Testimonio de Misión – Misión San Francisco Javier

Por Emilia Ortiz

Animarme a vivir una experiencia de misión es uno de los mejores riesgos que pude tomar.

¿Por qué digo riesgo?

Porque hay veces que lo que uno no conoce, asusta. Y nunca había misionado. Pero encontrar la oportunidad de sentirse mensajero, de sentir que uno sólo es un medio, solo está por tirar una semillita pero confiando en que lo que ocurre en el corazón, que acepta ese mensaje y esa semilla, es algo mucho más grande fue algo para estar más que agradecida.

Saber que ese mensaje llegó a mi pero que debo compartirlo.

Y en ese compartir, sorprenderse con lo que uno siente, gusta, escucha y ve. Por supuesto que el primer día sentí ansiedad y miedo. No saber con qué me iba a encontrar, que tenía que decir, que debía hacer. Y ahí está el desafío, confiar que Él te va a ir guiando, se va a presentar en la amabilidad de la familia que te recibe, en el que se toma un tiempo para conversar, en las miradas y las sonrisas de los niños y de los jóvenes y por supuesto en el compañero de misión en todo momento.

Tantos gestos que lo reflejan. Vivir unos días que con el cansancio viene una recompensa enorme, ir llenando día a día tu corazón de imágenes, de palabras, de abrazos y de muestras cariño tanto de las personas que visitas o participan de los talleres como de la pequeña familia que se formó con la comunidad misionera. Y todo esto se va acumulando como recuerdos, detalles que durante tu vida diaria va a ser la energía que a veces necesitemos para seguir en lo cotidiano.

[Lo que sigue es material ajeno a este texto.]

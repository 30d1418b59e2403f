//! Post-processing of backend output into a draft document.

use crate::linter::Outline;
use crate::types::{CodeSummary, RepositoryId};

const OVERVIEW_NAMES: [&str; 3] = ["overview", "introduction", "about"];

/// `# <name> Documentation`
pub fn title_for(repository: &RepositoryId) -> String {
    format!("# {} Documentation", repository.name())
}

/// Make a backend answer a well-formed draft.
///
/// `body` is the answer with any wrapping code fence already removed. The
/// title and Overview are inserted at the top when missing; an Endpoints
/// section is appended when the summary declares endpoints and the answer
/// has no section for them.
pub fn normalize(body: &str, repository: &RepositoryId, summary: &CodeSummary) -> String {
    let body = body.trim();
    let outline = Outline::parse(body);
    let mut lines: Vec<String> = body.lines().map(|l| l.trim_end().to_string()).collect();

    // 0-based index of the line after the title
    let after_title = match outline.headings.iter().find(|h| h.level == 1) {
        Some(title) => title.line,
        None => {
            lines.splice(0..0, [title_for(repository), String::new()]);
            1
        }
    };

    let has_overview = outline
        .headings
        .iter()
        .any(|h| OVERVIEW_NAMES.contains(&h.normalized().as_str()));
    if !has_overview {
        let mut block = vec![
            String::new(),
            "## Overview".to_string(),
            String::new(),
            overview_stub(repository, summary),
        ];
        if lines.get(after_title).is_some_and(|l| !l.is_empty()) {
            block.push(String::new());
        }
        lines.splice(after_title..after_title, block);
    }

    let has_endpoints_section = outline
        .headings
        .iter()
        .any(|h| h.normalized().contains("endpoint"));
    if summary.has_endpoints() && !has_endpoints_section {
        if lines.last().is_some_and(|l| !l.is_empty()) {
            lines.push(String::new());
        }
        lines.extend(endpoints_stub(summary));
    }

    let mut text = lines.join("\n");
    text.push('\n');
    text
}

fn overview_stub(repository: &RepositoryId, summary: &CodeSummary) -> String {
    let endpoints: usize = summary.units.iter().map(|u| u.endpoints().count()).sum();
    format!(
        "This document describes the {} repository. It was generated from {} source file(s) \
         exposing {} symbol(s), of which {} are HTTP endpoint(s).",
        repository,
        summary.len(),
        summary.symbol_count(),
        endpoints
    )
}

/// Every endpoint, grouped under its unit path
pub fn endpoints_stub(summary: &CodeSummary) -> Vec<String> {
    let mut lines = vec!["## Endpoints".to_string()];
    for unit in &summary.units {
        let endpoints: Vec<&str> = unit.endpoints().collect();
        if endpoints.is_empty() {
            continue;
        }
        lines.push(String::new());
        lines.push(format!("### {}", unit.path));
        lines.push(String::new());
        lines.extend(endpoints.into_iter().map(|e| format!("- `{}`", e)));
    }
    lines
}
pub mod file_scanner;

pub use file_scanner::{FileScanner, ScannedFile};
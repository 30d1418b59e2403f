//! Init Command
//!
//! Initialize DocForge in the current directory.

use std::path::Path;

use crate::cli::ui::Output;
use crate::config::ConfigLoader;
use crate::storage::Database;
use crate::types::{DocForgeError, Result};

pub fn run(force: bool, repositories_root: Option<&Path>) -> Result<()> {
    let root = std::env::current_dir()?;
    init_in(&root, force, repositories_root)?;

    if let Err(e) = ConfigLoader::init_global(false) {
        tracing::debug!("Global config init skipped: {}", e);
    }

    Output::success("Initialized DocForge in .docforge/");
    println!();
    println!("Next steps:");
    println!("  1. Run 'docforge check' to verify the model backend");
    println!("  2. Run 'docforge repos' to list repositories");
    println!("  3. Run 'docforge generate <owner/name>' to draft documentation");
    Ok(())
}

/// Create the project directory, config and version database under `root`
pub fn init_in(root: &Path, force: bool, repositories_root: Option<&Path>) -> Result<()> {
    if ConfigLoader::is_project_initialized_in(root) && !force {
        return Err(DocForgeError::Config(
            "Already initialized. Use --force to overwrite.".to_string(),
        ));
    }

    ConfigLoader::init_project_in(root, repositories_root)?;

    let db = Database::open(ConfigLoader::database_path_in(root))?;
    db.initialize()?;
    Ok(())
}

#[cfg(test)]
mod tests {
    use super::*;

    #[test]
    fn test_init_creates_database_and_refuses_twice() {
        let dir = tempfile::TempDir::new().unwrap();

        init_in(dir.path(), false, None).unwrap();
        assert!(ConfigLoader::database_path_in(dir.path()).exists());
        assert!(ConfigLoader::is_project_initialized_in(dir.path()));

        assert!(init_in(dir.path(), false, None).is_err());
        assert!(init_in(dir.path(), true, None).is_ok());
    }
}
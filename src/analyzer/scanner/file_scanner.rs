use ignore::WalkBuilder;
use std::path::{Path, PathBuf};
use tracing::debug;

use crate::analyzer::language::Language;
use crate::constants::analysis;
use crate::types::{Result, log_filter_error};

/// Walks a repository checkout honoring `.gitignore` and exclude globs
pub struct FileScanner {
    root: PathBuf,
    exclude: Vec<glob::Pattern>,
    max_file_size: u64,
}

impl FileScanner {
    pub fn new<P: AsRef<Path>>(root: P) -> Self {
        Self {
            root: root.as_ref().to_path_buf(),
            exclude: Vec::new(),
            max_file_size: analysis::MAX_FILE_SIZE,
        }
    }

    /// Exclude glob patterns, matched against `/`-separated relative paths.
    /// Invalid patterns are logged and skipped.
    pub fn with_exclude(mut self, patterns: &[String]) -> Self {
        self.exclude = patterns
            .iter()
            .filter_map(|p| log_filter_error(glob::Pattern::new(p), "Invalid exclude pattern"))
            .collect();
        self
    }

    pub fn with_max_file_size(mut self, size: u64) -> Self {
        self.max_file_size = size;
        self
    }

    /// Source files with a recognized language, sorted by relative path
    pub fn scan(&self) -> Result<Vec<ScannedFile>> {
        let mut files = Vec::new();

        let walker = WalkBuilder::new(&self.root)
            .hidden(false)
            .git_ignore(true)
            .git_global(true)
            .git_exclude(true)
            .require_git(false)
            .follow_links(false) // Security: prevent symlink traversal attacks
            .build();

        for entry in walker.filter_map(|e| log_filter_error(e, "Skipping unreadable entry")) {
            let path = entry.path();

            if !entry.file_type().is_some_and(|t| t.is_file()) {
                continue;
            }

            let Some(relative) = self.relative_path(path) else {
                continue;
            };

            if self.should_exclude(&relative) {
                continue;
            }

            let language = Language::from_path(path);
            if language == Language::Unknown {
                continue;
            }

            let size = entry.metadata().map(|m| m.len()).unwrap_or(0);
            if size > self.max_file_size {
                debug!(path = %relative, size, "Skipping oversized file");
                continue;
            }

            files.push(ScannedFile {
                path: path.to_path_buf(),
                relative,
                size,
                language,
            });
        }

        files.sort_by(|a, b| a.relative.cmp(&b.relative));
        Ok(files)
    }

    fn relative_path(&self, path: &Path) -> Option<String> {
        let relative = path.strip_prefix(&self.root).ok()?;
        let parts: Vec<String> = relative
            .components()
            .map(|c| c.as_os_str().to_string_lossy().into_owned())
            .collect();
        (!parts.is_empty()).then(|| parts.join("/"))
    }

    fn should_exclude(&self, relative: &str) -> bool {
        self.exclude.iter().any(|p| p.matches(relative))
    }
}

#[derive(Debug, Clone)]
pub struct ScannedFile {
    pub path: PathBuf,
    /// `/`-separated path relative to the scan root
    pub relative: String,
    pub size: u64,
    pub language: Language,
}

#[cfg(test)]
mod tests {
    use super::*;
    use std::fs;
    use tempfile::TempDir;

    fn write(root: &Path, rel: &str, content: &str) {
        let path = root.join(rel);
        fs::create_dir_all(path.parent().unwrap()).unwrap();
        fs::write(path, content).unwrap();
    }

    #[test]
    fn test_scan_filters_and_sorts() {
        let dir = TempDir::new().unwrap();
        write(dir.path(), "src/b.ts", "export const b = 1;");
        write(dir.path(), "src/a.rs", "pub fn a() {}");
        write(dir.path(), "README.md", "# readme");
        write(dir.path(), "node_modules/x/index.js", "module.exports = 1;");

        let files = FileScanner::new(dir.path())
            .with_exclude(&["node_modules/**".to_string()])
            .scan()
            .unwrap();

        let paths: Vec<&str> = files.iter().map(|f| f.relative.as_str()).collect();
        assert_eq!(paths, vec!["src/a.rs", "src/b.ts"]);
        assert_eq!(files[0].language, Language::Rust);
    }

    #[test]
    fn test_scan_skips_large_files() {
        let dir = TempDir::new().unwrap();
        write(dir.path(), "big.py", &"x = 1\n".repeat(100));
        write(dir.path(), "small.py", "x = 1\n");

        let files = FileScanner::new(dir.path())
            .with_max_file_size(50)
            .scan()
            .unwrap();
        assert_eq!(files.len(), 1);
        assert_eq!(files[0].relative, "small.py");
    }

    #[test]
    fn test_scan_respects_gitignore() {
        let dir = TempDir::new().unwrap();
        write(dir.path(), ".gitignore", "generated/\n");
        write(dir.path(), "generated/api.ts", "export function x() {}");
        write(dir.path(), "api.ts", "export function y() {}");

        let files = FileScanner::new(dir.path()).scan().unwrap();
        let paths: Vec<&str> = files.iter().map(|f| f.relative.as_str()).collect();
        assert_eq!(paths, vec!["api.ts"]);
    }
}
use std::time::Duration;

use super::sample::clamp_secs;
use crate::error::TimingError;

/// Suffix to seconds multiplier (order matters: longer suffixes first)
const UNITS: &[(&str, f64)] = &[
    ("ns", 1e-9),
    ("µs", 1e-6),
    ("us", 1e-6),
    ("ms", 1e-3),
    ("s", 1.0),
];

/// Parse duration strings like "1.5s", "500ms", "750us" or bare seconds ("2.5").
///
/// Negative values clamp to zero and oversized ones (`inf`, `1e20`)
/// saturate at `Duration::MAX`.
pub fn parse_duration(s: &str) -> Result<Duration, TimingError> {
    let s = s.trim();

    for (suffix, multiplier) in UNITS {
        if let Some(val_str) = s.strip_suffix(suffix) {
            let val: f64 = val_str
                .trim()
                .parse()
                .map_err(|_| TimingError::InvalidDuration(s.to_string()))?;
            return Ok(clamp_secs(val * multiplier));
        }
    }

    s.parse::<f64>()
        .map(clamp_secs)
        .map_err(|_| TimingError::InvalidDuration(s.to_string()))
}

/// Format as milliseconds with two decimals, e.g. `1500.00 ms`.
pub fn format_millis(d: Duration) -> String {
    format!("{:.2} ms", d.as_secs_f64() * 1000.0)
}

/// Format as parenthesised seconds with three decimals, e.g. `(1.500 s)`.
pub fn format_secs(d: Duration) -> String {
    format!("({:.3} s)", d.as_secs_f64())
}
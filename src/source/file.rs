//! File-based sample source.

use std::fs;
use std::path::{Path, PathBuf};

use super::{parse_input, SampleSource};
use crate::data::Sample;
use crate::error::TimingError;

/// A source that reads samples from a JSON or JSON-lines file.
#[derive(Debug)]
pub struct FileSource {
    path: PathBuf,
    description: String,
    skipped: usize,
}

impl FileSource {
    /// Create a new file source for the given path.
    pub fn new<P: AsRef<Path>>(path: P) -> Self {
        let path = path.as_ref().to_path_buf();
        let description = format!("file: {}", path.display());
        Self {
            path,
            description,
            skipped: 0,
        }
    }

    /// Returns the path being read.
    pub fn path(&self) -> &Path {
        &self.path
    }
}

impl SampleSource for FileSource {
    fn read_samples(&mut self) -> Result<Vec<Sample>, TimingError> {
        let content = fs::read_to_string(&self.path).map_err(|source| TimingError::Read {
            path: self.path.clone(),
            source,
        })?;
        let parsed = parse_input(&content)?;
        self.skipped = parsed.skipped;
        Ok(parsed.samples)
    }

    fn description(&self) -> &str {
        &self.description
    }

    fn skipped(&self) -> usize {
        self.skipped
    }
}
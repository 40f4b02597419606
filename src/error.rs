//! Error types for loading samples and configuration.
//!
//! The reporting core never fails; these errors only surface at the edges
//! where input is read from files, streams or configuration sources.

use std::path::PathBuf;

use thiserror::Error;

/// Errors that can occur while reading timing input or settings.
#[derive(Debug, Error)]
pub enum TimingError {
    /// Reading the input failed.
    #[error("Failed to read {path}: {source}")]
    Read {
        path: PathBuf,
        #[source]
        source: std::io::Error,
    },

    /// Reading from a non-file stream failed.
    #[error("Read error: {0}")]
    Io(#[from] std::io::Error),

    /// The input is not a JSON array of samples nor JSON lines.
    #[error("Failed to parse samples: {0}")]
    Parse(#[from] serde_json::Error),

    /// A duration string could not be understood.
    #[error("Invalid duration: {0}")]
    InvalidDuration(String),

    /// The configuration file or environment could not be loaded.
    #[error("Failed to load configuration: {0}")]
    Config(#[from] config::ConfigError),
}
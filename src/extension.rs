//! Lifecycle entry points for a host test runner.
//!
//! A host adapter calls [`ExecutionTimeExtension::on_unit_start`] when a test
//! starts preparing, [`ExecutionTimeExtension::on_unit_finish`] when it ends
//! and [`ExecutionTimeExtension::finish_run`] once the run is over.

use std::io::{self, Stdout, Write};
use std::time::Duration;

use tracing::{debug, warn};

use crate::collector::{write_individual_timing, TimingCollector};
use crate::data::Sample;
use crate::report::{render, Painter};
use crate::settings::Settings;

/// Collects timings for one run and prints the slowest-tests report.
#[derive(Debug)]
pub struct ExecutionTimeExtension<W: Write = Stdout> {
    settings: Settings,
    collector: TimingCollector,
    painter: Box<dyn Painter>,
    out: W,
}

impl ExecutionTimeExtension<Stdout> {
    /// Create an extension writing to stdout, colored per `settings.colors`.
    pub fn new(settings: Settings) -> Self {
        let painter = settings.colors.painter();
        Self::with_output(settings, io::stdout(), painter)
    }
}

impl<W: Write> ExecutionTimeExtension<W> {
    /// Create an extension writing live lines and the report to `out`.
    pub fn with_output(settings: Settings, out: W, painter: Box<dyn Painter>) -> Self {
        debug!(?settings, "execution timing enabled");
        Self {
            collector: TimingCollector::new(settings.display_name_policy()),
            settings,
            painter,
            out,
        }
    }

    /// A unit started preparing.
    pub fn on_unit_start(&mut self) {
        self.collector.record_start();
    }

    /// A unit finished; records and returns its sample.
    pub fn on_unit_finish(&mut self, identifier: &str) -> Sample {
        let sample = self.collector.record_finish(identifier);
        self.after_record(&sample);
        sample
    }

    /// A unit finished with a duration measured by the host.
    pub fn on_unit_timed(&mut self, identifier: &str, duration: Duration) -> Sample {
        let sample = self.collector.record(identifier, duration);
        self.after_record(&sample);
        sample
    }

    fn after_record(&mut self, sample: &Sample) {
        if self.settings.show_individual_timings {
            write_individual_timing(&mut self.out, sample);
        }
    }

    /// The run finished; returns the report text (empty when suppressed).
    pub fn on_run_end(&self) -> String {
        render(
            self.collector.snapshot(),
            &self.settings.report_config(),
            self.painter.as_ref(),
        )
    }

    /// Render the report and write it to the output.
    ///
    /// Write failures are logged and never propagated to the host.
    pub fn finish_run(&mut self) {
        let report = self.on_run_end();
        if report.is_empty() {
            debug!(samples = self.collector.len(), "no report to print");
            return;
        }

        if let Err(e) = self
            .out
            .write_all(report.as_bytes())
            .and_then(|_| self.out.flush())
        {
            warn!(error = %e, "failed to write execution time report");
        }
    }

    pub fn samples(&self) -> &[Sample] {
        self.collector.snapshot()
    }

    pub fn settings(&self) -> &Settings {
        &self.settings
    }

    /// Consume the extension and return its output sink.
    pub fn into_output(self) -> W {
        self.out
    }
}
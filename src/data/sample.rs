//! Timing samples and the display-name policy applied when they are captured.

use std::time::Duration;

use serde::{Deserialize, Serialize};

/// Separator between a test's container (class, module) and its member.
pub const MEMBER_SEPARATOR: &str = "::";

/// A single timed unit: its display name and how long it took.
///
/// Samples are created once, when the unit finishes, and never change.
#[derive(Debug, Clone, PartialEq, Eq, Serialize, Deserialize)]
pub struct Sample {
    pub name: String,
    #[serde(with = "secs_f64")]
    pub duration: Duration,
}

impl Sample {
    pub fn new(name: impl Into<String>, duration: Duration) -> Self {
        Self {
            name: name.into(),
            duration,
        }
    }

    /// Build a sample from floating-point seconds.
    ///
    /// See [`clamp_secs`] for how out-of-range values are handled.
    pub fn from_secs_f64(name: impl Into<String>, secs: f64) -> Self {
        Self::new(name, clamp_secs(secs))
    }
}

/// Convert float seconds to a `Duration`.
///
/// Negative values and NaN become zero; values too large for a `Duration`,
/// infinity included, saturate at `Duration::MAX`.
pub fn clamp_secs(secs: f64) -> Duration {
    if secs.is_nan() || secs <= 0.0 {
        return Duration::ZERO;
    }
    Duration::try_from_secs_f64(secs).unwrap_or(Duration::MAX)
}

/// How identifiers are turned into display names at record time.
#[derive(Debug, Clone, Copy, PartialEq, Eq, Default)]
pub enum DisplayNamePolicy {
    /// Keep the fully qualified identifier verbatim.
    #[default]
    FullyQualified,
    /// Keep only the last dotted segment of the container, plus the member.
    Short,
}

impl DisplayNamePolicy {
    /// Policy matching the `showFQCN` option.
    pub fn from_show_fqcn(show_fqcn: bool) -> Self {
        if show_fqcn {
            Self::FullyQualified
        } else {
            Self::Short
        }
    }

    /// Apply the policy to a raw identifier.
    pub fn apply(self, identifier: &str) -> String {
        match self {
            Self::FullyQualified => identifier.to_string(),
            Self::Short => shorten_name(identifier),
        }
    }
}

/// Reduce `Namespace.Class::member` to `Class::member`.
///
/// Only the first `::` splits container from member; identifiers without it
/// are returned unchanged.
pub fn shorten_name(identifier: &str) -> String {
    let Some((container, member)) = identifier.split_once(MEMBER_SEPARATOR) else {
        return identifier.to_string();
    };

    let short_container = container.rsplit('.').next().unwrap_or(container);
    format!("{}{}{}", short_container, MEMBER_SEPARATOR, member)
}

/// Serde helper storing a `Duration` as float seconds.
mod secs_f64 {
    use std::time::Duration;

    use serde::{Deserialize, Deserializer, Serializer};

    pub fn serialize<S: Serializer>(d: &Duration, serializer: S) -> Result<S::Ok, S::Error> {
        serializer.serialize_f64(d.as_secs_f64())
    }

    pub fn deserialize<'de, D: Deserializer<'de>>(deserializer: D) -> Result<Duration, D::Error> {
        let secs = f64::deserialize(deserializer)?;
        Ok(super::clamp_secs(secs))
    }
}

#[cfg(test)]
mod tests {
    use super::*;

    #[test]
    fn test_shorten_fully_qualified_name() {
        assert_eq!(shorten_name("App.Tests.FooTest::testBar"), "FooTest::testBar");
    }

    #[test]
    fn test_shorten_without_separator_passes_through() {
        assert_eq!(shorten_name("App.Tests.FooTest"), "App.Tests.FooTest");
        assert_eq!(shorten_name("plain_test"), "plain_test");
    }

    #[test]
    fn test_shorten_splits_on_first_separator_only() {
        assert_eq!(
            shorten_name("a.b.Suite::case::with data set"),
            "Suite::case::with data set"
        );
    }

    #[test]
    fn test_shorten_container_without_dots() {
        assert_eq!(shorten_name("FooTest::testBar"), "FooTest::testBar");
    }

    #[test]
    fn test_policy_from_show_fqcn() {
        assert_eq!(
            DisplayNamePolicy::from_show_fqcn(true),
            DisplayNamePolicy::FullyQualified
        );
        assert_eq!(
            DisplayNamePolicy::from_show_fqcn(false).apply("A.B::c"),
            "B::c"
        );
        assert_eq!(DisplayNamePolicy::FullyQualified.apply("A.B::c"), "A.B::c");
    }

    #[test]
    fn test_negative_seconds_clamp_to_zero() {
        assert_eq!(Sample::from_secs_f64("t", -0.5).duration, Duration::ZERO);
        assert_eq!(Sample::from_secs_f64("t", f64::NAN).duration, Duration::ZERO);
        assert_eq!(clamp_secs(f64::NEG_INFINITY), Duration::ZERO);
    }

    #[test]
    fn test_oversized_seconds_saturate() {
        assert_eq!(clamp_secs(f64::INFINITY), Duration::MAX);
        assert_eq!(clamp_secs(1e20), Duration::MAX);
        assert_eq!(clamp_secs(1.5), Duration::from_millis(1500));
    }

    #[test]
    fn test_deserialize_sample() {
        let sample: Sample = serde_json::from_str(r#"{"name":"t","duration":1.5}"#).unwrap();
        assert_eq!(sample.name, "t");
        assert_eq!(sample.duration, Duration::from_millis(1500));
    }
}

La felicidad con la que uno vuelve y sentir que se agrandó el corazón con todo lo recibido es un regalo. Al volver un amigo me dijo que no se puede vivir de misión pero lo que hay que hacer es volver la vida una misión, ahí estaba lo que me faltaba ver. No es sólo un regalo, es un desafío que inició con esta oportunidad pero que va a ser de todos los días. Hoy puedo decir que vivir una misión es algo que si uno se anima, no se va a arrepentir.